[Opening Data section section]
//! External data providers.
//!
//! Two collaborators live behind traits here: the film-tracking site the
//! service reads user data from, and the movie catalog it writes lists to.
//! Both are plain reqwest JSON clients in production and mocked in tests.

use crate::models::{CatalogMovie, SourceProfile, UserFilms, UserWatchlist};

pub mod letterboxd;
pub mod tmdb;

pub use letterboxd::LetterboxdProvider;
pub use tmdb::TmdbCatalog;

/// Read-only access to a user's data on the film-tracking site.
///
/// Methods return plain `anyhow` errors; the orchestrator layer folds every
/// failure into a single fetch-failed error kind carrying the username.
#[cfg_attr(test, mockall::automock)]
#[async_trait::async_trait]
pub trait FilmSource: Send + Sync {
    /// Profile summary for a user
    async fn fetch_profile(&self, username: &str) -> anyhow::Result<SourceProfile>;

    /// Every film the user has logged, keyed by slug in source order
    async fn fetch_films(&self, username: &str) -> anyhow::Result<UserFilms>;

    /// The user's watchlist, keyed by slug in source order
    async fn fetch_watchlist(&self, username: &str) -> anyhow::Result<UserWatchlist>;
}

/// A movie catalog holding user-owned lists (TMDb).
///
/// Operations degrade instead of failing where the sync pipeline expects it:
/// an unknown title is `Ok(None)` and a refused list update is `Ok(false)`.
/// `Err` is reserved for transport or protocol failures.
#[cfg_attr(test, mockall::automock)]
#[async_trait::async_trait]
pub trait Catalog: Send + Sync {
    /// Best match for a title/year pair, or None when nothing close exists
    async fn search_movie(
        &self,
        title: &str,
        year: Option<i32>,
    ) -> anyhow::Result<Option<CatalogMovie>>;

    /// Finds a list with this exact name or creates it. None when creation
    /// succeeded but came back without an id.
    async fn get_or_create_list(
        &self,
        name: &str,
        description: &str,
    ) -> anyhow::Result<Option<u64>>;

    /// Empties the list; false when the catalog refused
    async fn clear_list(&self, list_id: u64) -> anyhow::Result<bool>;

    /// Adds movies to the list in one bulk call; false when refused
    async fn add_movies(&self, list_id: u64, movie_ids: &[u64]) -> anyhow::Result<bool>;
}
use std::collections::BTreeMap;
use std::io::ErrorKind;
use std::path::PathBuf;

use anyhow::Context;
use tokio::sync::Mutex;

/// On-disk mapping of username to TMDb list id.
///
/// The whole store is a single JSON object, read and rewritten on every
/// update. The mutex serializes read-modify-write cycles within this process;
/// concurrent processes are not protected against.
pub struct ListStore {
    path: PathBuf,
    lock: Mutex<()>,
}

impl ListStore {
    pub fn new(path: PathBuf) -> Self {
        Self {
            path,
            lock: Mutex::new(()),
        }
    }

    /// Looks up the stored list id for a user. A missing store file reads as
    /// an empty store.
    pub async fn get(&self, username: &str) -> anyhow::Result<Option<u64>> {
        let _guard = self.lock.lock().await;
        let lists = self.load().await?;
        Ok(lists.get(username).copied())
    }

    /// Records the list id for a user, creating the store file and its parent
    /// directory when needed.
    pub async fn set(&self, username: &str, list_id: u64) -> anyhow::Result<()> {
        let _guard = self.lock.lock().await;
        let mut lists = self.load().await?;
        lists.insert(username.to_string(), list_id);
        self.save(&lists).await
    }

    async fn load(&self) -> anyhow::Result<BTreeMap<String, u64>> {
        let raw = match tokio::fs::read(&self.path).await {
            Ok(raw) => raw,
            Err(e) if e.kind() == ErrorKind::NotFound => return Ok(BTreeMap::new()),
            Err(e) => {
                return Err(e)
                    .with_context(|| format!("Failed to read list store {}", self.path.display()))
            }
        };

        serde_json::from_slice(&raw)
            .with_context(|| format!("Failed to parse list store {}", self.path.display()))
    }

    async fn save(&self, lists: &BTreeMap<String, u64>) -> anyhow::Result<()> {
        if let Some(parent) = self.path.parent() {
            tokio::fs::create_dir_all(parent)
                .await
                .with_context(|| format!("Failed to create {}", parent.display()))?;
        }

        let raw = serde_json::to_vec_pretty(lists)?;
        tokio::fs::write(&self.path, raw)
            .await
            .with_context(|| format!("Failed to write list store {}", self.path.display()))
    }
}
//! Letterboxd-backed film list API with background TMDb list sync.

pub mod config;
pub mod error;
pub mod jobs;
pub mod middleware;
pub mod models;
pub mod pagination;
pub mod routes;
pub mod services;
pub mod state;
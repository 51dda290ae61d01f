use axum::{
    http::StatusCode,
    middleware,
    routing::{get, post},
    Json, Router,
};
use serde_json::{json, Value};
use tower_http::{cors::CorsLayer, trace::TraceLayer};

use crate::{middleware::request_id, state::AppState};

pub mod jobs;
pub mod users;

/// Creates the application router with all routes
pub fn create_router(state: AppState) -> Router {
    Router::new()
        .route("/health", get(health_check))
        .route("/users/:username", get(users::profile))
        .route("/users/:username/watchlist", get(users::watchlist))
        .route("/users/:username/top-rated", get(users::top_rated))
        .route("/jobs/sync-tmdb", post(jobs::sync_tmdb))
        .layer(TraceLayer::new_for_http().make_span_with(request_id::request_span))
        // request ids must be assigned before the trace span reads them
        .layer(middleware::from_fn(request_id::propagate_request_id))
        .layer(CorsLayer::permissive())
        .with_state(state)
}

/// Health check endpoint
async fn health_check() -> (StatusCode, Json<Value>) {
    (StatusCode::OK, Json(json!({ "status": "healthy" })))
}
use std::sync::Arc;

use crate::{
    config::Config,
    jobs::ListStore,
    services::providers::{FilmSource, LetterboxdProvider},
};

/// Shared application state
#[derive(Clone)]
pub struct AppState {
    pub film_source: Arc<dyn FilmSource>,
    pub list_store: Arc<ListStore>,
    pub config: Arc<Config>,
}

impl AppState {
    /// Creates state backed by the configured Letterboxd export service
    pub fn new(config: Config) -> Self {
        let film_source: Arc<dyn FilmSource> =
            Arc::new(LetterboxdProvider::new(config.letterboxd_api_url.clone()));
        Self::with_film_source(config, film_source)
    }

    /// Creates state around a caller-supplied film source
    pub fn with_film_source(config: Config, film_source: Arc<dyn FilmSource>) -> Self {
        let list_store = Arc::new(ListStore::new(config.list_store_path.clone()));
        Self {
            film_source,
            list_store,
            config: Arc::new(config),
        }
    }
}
[Closing Data section section]
[Opening Data section section]
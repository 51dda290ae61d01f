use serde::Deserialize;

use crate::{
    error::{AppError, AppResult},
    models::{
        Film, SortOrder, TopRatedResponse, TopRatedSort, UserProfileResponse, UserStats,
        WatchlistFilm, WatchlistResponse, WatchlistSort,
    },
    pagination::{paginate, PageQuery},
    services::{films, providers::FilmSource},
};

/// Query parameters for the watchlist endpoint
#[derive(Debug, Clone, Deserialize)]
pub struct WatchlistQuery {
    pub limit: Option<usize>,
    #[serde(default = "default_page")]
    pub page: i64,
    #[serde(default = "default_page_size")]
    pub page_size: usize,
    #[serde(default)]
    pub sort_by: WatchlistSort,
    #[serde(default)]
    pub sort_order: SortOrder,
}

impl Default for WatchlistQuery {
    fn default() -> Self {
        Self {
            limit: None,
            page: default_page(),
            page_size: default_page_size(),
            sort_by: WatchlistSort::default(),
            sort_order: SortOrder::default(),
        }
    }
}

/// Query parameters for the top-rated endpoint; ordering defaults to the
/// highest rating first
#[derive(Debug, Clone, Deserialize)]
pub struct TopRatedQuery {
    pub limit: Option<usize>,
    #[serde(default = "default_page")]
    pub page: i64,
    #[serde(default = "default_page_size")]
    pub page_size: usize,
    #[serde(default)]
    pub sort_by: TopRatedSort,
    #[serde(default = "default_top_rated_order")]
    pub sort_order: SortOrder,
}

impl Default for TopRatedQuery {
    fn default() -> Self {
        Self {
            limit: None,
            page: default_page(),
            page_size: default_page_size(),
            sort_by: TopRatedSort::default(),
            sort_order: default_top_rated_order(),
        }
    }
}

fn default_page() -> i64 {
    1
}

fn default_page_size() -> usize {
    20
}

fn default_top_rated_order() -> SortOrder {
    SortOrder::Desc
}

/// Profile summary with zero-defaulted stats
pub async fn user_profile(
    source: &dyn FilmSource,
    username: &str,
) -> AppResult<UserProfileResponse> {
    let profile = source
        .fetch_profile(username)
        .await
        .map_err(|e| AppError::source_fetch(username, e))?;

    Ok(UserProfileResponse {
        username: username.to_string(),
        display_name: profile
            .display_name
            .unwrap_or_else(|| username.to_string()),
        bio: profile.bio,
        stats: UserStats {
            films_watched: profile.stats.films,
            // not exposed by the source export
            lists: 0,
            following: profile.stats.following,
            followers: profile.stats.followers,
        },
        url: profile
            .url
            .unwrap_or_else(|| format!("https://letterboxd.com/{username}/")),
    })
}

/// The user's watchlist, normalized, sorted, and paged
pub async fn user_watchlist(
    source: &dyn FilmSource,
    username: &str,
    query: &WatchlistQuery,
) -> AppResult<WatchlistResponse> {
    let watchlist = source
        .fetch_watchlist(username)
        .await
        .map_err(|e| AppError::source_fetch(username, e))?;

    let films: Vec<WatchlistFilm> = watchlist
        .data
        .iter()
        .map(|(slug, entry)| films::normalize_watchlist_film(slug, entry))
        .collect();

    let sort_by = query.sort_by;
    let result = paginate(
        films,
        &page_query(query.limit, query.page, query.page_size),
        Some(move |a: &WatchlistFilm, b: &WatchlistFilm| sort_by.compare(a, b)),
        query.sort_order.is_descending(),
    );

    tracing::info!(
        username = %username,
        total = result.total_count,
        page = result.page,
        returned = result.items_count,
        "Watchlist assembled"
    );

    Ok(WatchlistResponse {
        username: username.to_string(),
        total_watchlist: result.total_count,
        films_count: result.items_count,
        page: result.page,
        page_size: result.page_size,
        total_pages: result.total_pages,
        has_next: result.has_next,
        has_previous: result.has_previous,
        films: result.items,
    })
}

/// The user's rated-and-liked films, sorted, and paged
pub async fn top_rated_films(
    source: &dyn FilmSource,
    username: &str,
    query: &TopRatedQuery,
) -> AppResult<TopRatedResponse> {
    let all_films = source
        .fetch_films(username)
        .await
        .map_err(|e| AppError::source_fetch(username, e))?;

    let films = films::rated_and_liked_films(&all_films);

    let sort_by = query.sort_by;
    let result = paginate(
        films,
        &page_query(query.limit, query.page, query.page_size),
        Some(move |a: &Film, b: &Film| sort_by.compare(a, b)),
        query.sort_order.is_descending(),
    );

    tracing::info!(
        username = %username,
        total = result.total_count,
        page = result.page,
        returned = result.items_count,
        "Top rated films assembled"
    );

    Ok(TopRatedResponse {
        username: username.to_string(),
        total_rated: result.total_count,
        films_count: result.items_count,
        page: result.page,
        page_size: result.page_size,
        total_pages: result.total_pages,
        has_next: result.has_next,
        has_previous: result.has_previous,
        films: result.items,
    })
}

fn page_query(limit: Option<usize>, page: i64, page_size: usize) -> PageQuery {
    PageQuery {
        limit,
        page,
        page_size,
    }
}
[Closing Data section section]
◆ **Directions**: Lines in the material above that include the string "BTreeMap" should be listed.

◆ **Answer to the problem**:
use std::collections::BTreeMap;
    async fn load(&self) -> anyhow::Result<BTreeMap<String, u64>> {
            Err(e) if e.kind() == ErrorKind::NotFound => return Ok(BTreeMap::new()),
    async fn save(&self, lists: &BTreeMap<String, u64>) -> anyhow::Result<()> {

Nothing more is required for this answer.